Critical Care Medicine-Neurologic Disorders>>>>>Airway Diseases
Question 3#

A 60-year-old male with a history of type 2 diabetes and prior alcohol use presents to the emergency room with complaints of shortness of breath and mouth pain. His initial temperature is 102°F; he has a heart rate of 110, a blood pressure of 120/60, and a respiratory rate of 30. He states he recently had dental work performed. On examination, he appears uncomfortable with increased work of breathing. He is noted to have a swollen submandibular gland with surrounding erythema at the base of his face extending onto the proximal portion of his neck. His oropharyngeal examination is notable for poor dentition and one tooth with increased erythema along the gum line. There is a high-pitch wheeze with inspiration. The rest of his pulmonary examination is clear. His cardiac examination is notable for sinus tachycardia without murmurs. His labs were notable for an elevated white cell count of 16 000 and an elevated ESR and CRP.

What is the next best step in management?

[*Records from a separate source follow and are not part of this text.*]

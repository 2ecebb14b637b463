use crate::model::{Category, Customization, CustomizationType, MenuItem, Named};
use crate::seed::error::DatasetProblem;
use anyhow::{Context, Result};
use itertools::Itertools;
use serde::{Deserialize, Serialize};
use std::collections::HashSet;
use std::path::Path;

/// Source-of-truth content used to populate the store
#[derive(Debug, Clone, Default, PartialEq, Serialize, Deserialize)]
pub struct SeedData {
    pub categories: Vec<Category>,
    pub customizations: Vec<Customization>,
    pub menu: Vec<MenuItem>,
}

/// Helper function to build a menu item from its literal parts
#[allow(clippy::too_many_arguments)]
fn menu_item(
    name: &str,
    description: &str,
    image_url: &str,
    price: f64,
    rating: f64,
    calories: u32,
    protein: u32,
    category_name: &str,
    customizations: &[&str],
) -> MenuItem {
    MenuItem {
        name: name.to_string(),
        description: description.to_string(),
        image_url: image_url.to_string(),
        price,
        rating,
        calories,
        protein,
        category_name: category_name.to_string(),
        customizations: customizations.iter().map(|c| c.to_string()).collect(),
    }
}

impl SeedData {
    /// Load a dataset from a JSON file shaped `{categories, customizations, menu}`
    pub fn from_path(path: &Path) -> Result<Self> {
        let raw = std::fs::read_to_string(path)
            .with_context(|| format!("Failed to read seed data from {}", path.display()))?;
        Self::from_json(&raw).with_context(|| format!("Invalid seed data in {}", path.display()))
    }

    pub fn from_json(raw: &str) -> Result<Self> {
        serde_json::from_str(raw).context("Failed to parse seed data")
    }

    /// Total number of join records a run creates
    pub fn link_count(&self) -> usize {
        self.menu.iter().map(|item| item.customizations.len()).sum()
    }

    /// Report duplicate names and references to names the dataset does not define
    pub fn validate(&self) -> Vec<DatasetProblem> {
        let mut problems = Vec::new();
        problems.extend(duplicates(&self.categories));
        problems.extend(duplicates(&self.customizations));

        let categories: HashSet<&str> = self.categories.iter().map(Named::name).collect();
        let customizations: HashSet<&str> = self.customizations.iter().map(Named::name).collect();

        for item in &self.menu {
            if !categories.contains(item.category_name.as_str()) {
                problems.push(DatasetProblem::UnknownCategory {
                    item: item.name.clone(),
                    category: item.category_name.clone(),
                });
            }
            for name in &item.customizations {
                if !customizations.contains(name.as_str()) {
                    problems.push(DatasetProblem::UnknownCustomization {
                        item: item.name.clone(),
                        customization: name.clone(),
                    });
                }
            }
        }

        problems
    }

    /// Built-in fast food catalog
    pub fn sample() -> Self {
        use CustomizationType::*;

        let categories = vec![
            Category::new("Burgers", "Juicy grilled burgers"),
            Category::new("Pizzas", "Oven-baked cheesy pizzas"),
            Category::new("Burritos", "Rolled Mexican delights"),
            Category::new("Sandwiches", "Stacked and stuffed sandwiches"),
            Category::new("Wraps", "Rolled up wraps packed with flavor"),
            Category::new("Bowls", "Balanced rice and protein bowls"),
        ];

        let customizations = vec![
            // Toppings
            Customization::new("Extra Cheese", 25.0, Topping),
            Customization::new("Jalapeños", 20.0, Topping),
            Customization::new("Onions", 10.0, Topping),
            Customization::new("Olives", 15.0, Topping),
            Customization::new("Mushrooms", 18.0, Topping),
            Customization::new("Tomatoes", 10.0, Topping),
            Customization::new("Bacon", 30.0, Topping),
            Customization::new("Avocado", 35.0, Topping),
            // Sides
            Customization::new("Coke", 30.0, Side),
            Customization::new("Fries", 35.0, Side),
            Customization::new("Garlic Bread", 40.0, Side),
            Customization::new("Chicken Nuggets", 50.0, Side),
            Customization::new("Iced Tea", 28.0, Side),
            Customization::new("Salad", 33.0, Side),
            Customization::new("Potato Wedges", 38.0, Side),
            Customization::new("Mozzarella Sticks", 45.0, Side),
            Customization::new("Sweet Corn", 25.0, Side),
            Customization::new("Choco Lava Cake", 42.0, Side),
        ];

        let menu = vec![
            menu_item(
                "Classic Cheeseburger",
                "Beef patty, cheese, lettuce, tomato",
                "https://img.example.com/menu/classic-cheeseburger.png",
                25.99,
                4.5,
                550,
                25,
                "Burgers",
                &["Extra Cheese", "Coke", "Fries", "Onions", "Bacon"],
            ),
            menu_item(
                "Pepperoni Pizza",
                "Loaded with cheese and pepperoni slices",
                "https://img.example.com/menu/pepperoni-pizza.png",
                30.99,
                4.7,
                700,
                30,
                "Pizzas",
                &["Extra Cheese", "Jalapeños", "Garlic Bread", "Coke", "Olives"],
            ),
            menu_item(
                "Bean Burrito",
                "Stuffed with beans, rice, salsa",
                "https://img.example.com/menu/bean-burrito.png",
                20.99,
                4.2,
                480,
                18,
                "Burritos",
                &["Jalapeños", "Iced Tea", "Fries", "Salad"],
            ),
            menu_item(
                "BBQ Bacon Burger",
                "Smoky BBQ sauce, crispy bacon, cheddar",
                "https://img.example.com/menu/bbq-bacon-burger.png",
                27.5,
                4.8,
                650,
                29,
                "Burgers",
                &["Onions", "Fries", "Coke", "Bacon", "Avocado"],
            ),
            menu_item(
                "Chicken Caesar Wrap",
                "Grilled chicken, lettuce, Caesar dressing",
                "https://img.example.com/menu/chicken-caesar-wrap.png",
                21.5,
                4.4,
                490,
                27,
                "Wraps",
                &["Extra Cheese", "Coke", "Potato Wedges", "Tomatoes"],
            ),
            menu_item(
                "Grilled Veggie Sandwich",
                "Roasted veggies, pesto, cheese",
                "https://img.example.com/menu/grilled-veggie-sandwich.png",
                19.99,
                4.1,
                420,
                19,
                "Sandwiches",
                &["Mushrooms", "Olives", "Mozzarella Sticks", "Iced Tea"],
            ),
            menu_item(
                "Double Patty Burger",
                "Two juicy beef patties and cheese",
                "https://img.example.com/menu/double-patty-burger.png",
                32.99,
                4.9,
                720,
                35,
                "Burgers",
                &["Extra Cheese", "Onions", "Fries", "Coke", "Chicken Nuggets"],
            ),
            menu_item(
                "Paneer Tikka Wrap",
                "Spicy paneer, mint mayo, veggies",
                "https://img.example.com/menu/paneer-tikka-wrap.png",
                23.99,
                4.6,
                470,
                20,
                "Wraps",
                &["Jalapeños", "Tomatoes", "Salad", "Fries", "Iced Tea"],
            ),
            menu_item(
                "Mexican Burrito Bowl",
                "Rice, beans, corn, guac, salsa",
                "https://img.example.com/menu/mexican-burrito-bowl.png",
                26.49,
                4.7,
                610,
                24,
                "Bowls",
                &["Avocado", "Sweet Corn", "Salad", "Iced Tea"],
            ),
            menu_item(
                "Spicy Chicken Sandwich",
                "Crispy chicken, spicy sauce, pickles",
                "https://img.example.com/menu/spicy-chicken-sandwich.png",
                24.99,
                4.3,
                540,
                26,
                "Sandwiches",
                &["Jalapeños", "Onions", "Fries", "Coke", "Choco Lava Cake"],
            ),
            menu_item(
                "Classic Margherita Pizza",
                "Tomato, mozzarella, fresh basil",
                "https://img.example.com/menu/classic-margherita-pizza.png",
                23.99,
                4.1,
                590,
                21,
                "Pizzas",
                &["Extra Cheese", "Olives", "Coke", "Garlic Bread"],
            ),
            menu_item(
                "Protein Power Bowl",
                "Grilled chicken, quinoa, veggies",
                "https://img.example.com/menu/protein-power-bowl.png",
                29.99,
                4.8,
                580,
                38,
                "Bowls",
                &["Avocado", "Salad", "Sweet Corn", "Iced Tea"],
            ),
        ];

        Self {
            categories,
            customizations,
            menu,
        }
    }
}

fn duplicates<T: Named>(records: &[T]) -> impl Iterator<Item = DatasetProblem> + '_ {
    records
        .iter()
        .map(Named::name)
        .duplicates()
        .map(|name| DatasetProblem::DuplicateName {
            kind: T::KIND,
            name: name.to_string(),
        })
}

#[cfg(test)]
mod tests {
    use super::*;

    #[test]
    fn sample_catalog_is_consistent() {
        let data = SeedData::sample();
        assert!(data.validate().is_empty(), "{:?}", data.validate());
        assert_eq!(data.categories.len(), 6);
        assert_eq!(data.link_count(), 54);
    }

    #[test]
    fn validate_reports_every_problem() {
        let mut data = SeedData::sample();
        data.categories.push(Category::new("Burgers", "Again"));
        data.menu[0].category_name = "Desserts".to_string();
        data.menu[1].customizations.push("Pineapple".to_string());

        let problems = data.validate();
        assert_eq!(
            problems,
            vec![
                DatasetProblem::DuplicateName {
                    kind: "category",
                    name: "Burgers".to_string()
                },
                DatasetProblem::UnknownCategory {
                    item: "Classic Cheeseburger".to_string(),
                    category: "Desserts".to_string()
                },
                DatasetProblem::UnknownCustomization {
                    item: "Pepperoni Pizza".to_string(),
                    customization: "Pineapple".to_string()
                },
            ]
        );
    }

    #[test]
    fn parses_dataset_json() {
        let raw = r#"{
            "categories": [{"name": "Pizza", "description": "Oven-baked"}],
            "customizations": [{"name": "Extra Cheese", "price": 1.5, "type": "topping"}],
            "menu": [{
                "name": "Margherita",
                "description": "Tomato and mozzarella",
                "image_url": "https://img.example.com/margherita.png",
                "price": 9.5,
                "rating": 4.6,
                "calories": 800,
                "protein": 30,
                "category_name": "Pizza",
                "customizations": ["Extra Cheese"]
            }]
        }"#;

        let data = SeedData::from_json(raw).unwrap();
        assert_eq!(data.menu[0].customizations, vec!["Extra Cheese"]);
        assert_eq!(data.customizations[0].kind, CustomizationType::Topping);
        assert!(data.validate().is_empty());
    }

    #[test]
    fn missing_file_names_the_path() {
        let error = SeedData::from_path(Path::new("/nonexistent/seed.json")).unwrap_err();
        assert!(error.to_string().contains("/nonexistent/seed.json"));
    }
}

A. Nasotracheal intubation
B. CT neck and chest
C. Endotracheal intubation
D. Antibiotics and close monitoring in the ICU

Correct Answer is A

Comment:

Correct Answer: A

Ludwig angina is characterized by cellulitis and edema of the floor of the mouth and soft tissues of the neck. Mortality is close to 8%. Risk factors for developing Ludwig angina include recent dental treatment, dental infections, diabetes, alcoholism, and immunosuppression. This patient is demonstrating evidence of airway compromise with increased respiratory rate, submandibular swelling, and stridor. The leading cause of death in Ludwig angina is airway compromise; therefore, the primary concern is securing the airway. Given that this patient appears to already have upper airway swelling, there is a high risk of failing with endotracheal intubation. If nasotracheal intubation is not an option or fails, then cricothyrotomy and tracheostomy should be performed. Once the airway has been secured, the focus should then switch to treating the underlying infection with antibiotics. Streptococcus and Staphylococcus are the most common bacteria that have been associated with Ludwig angina. A CT neck and chest would not be a good option for this patient given his tenuous airway.

References:

  1. Candamourty R, Venkatachalam S, Babu MR, Kumar GS. Ludwig’s angina – an emergency: a case report with literature review. J Nat Sci Biol Med. 2012;3(2):206-208. PubMed PMID:23225990. Pubmed Central PMCID:3510922.
  2. Crystal DK, Day SW, Wagner CL, Kranz J. Emergency treatment in Ludwig’s angina. Surg Gynecol Obstet. 1969;129(4):755-757. PubMed PMID:5821231.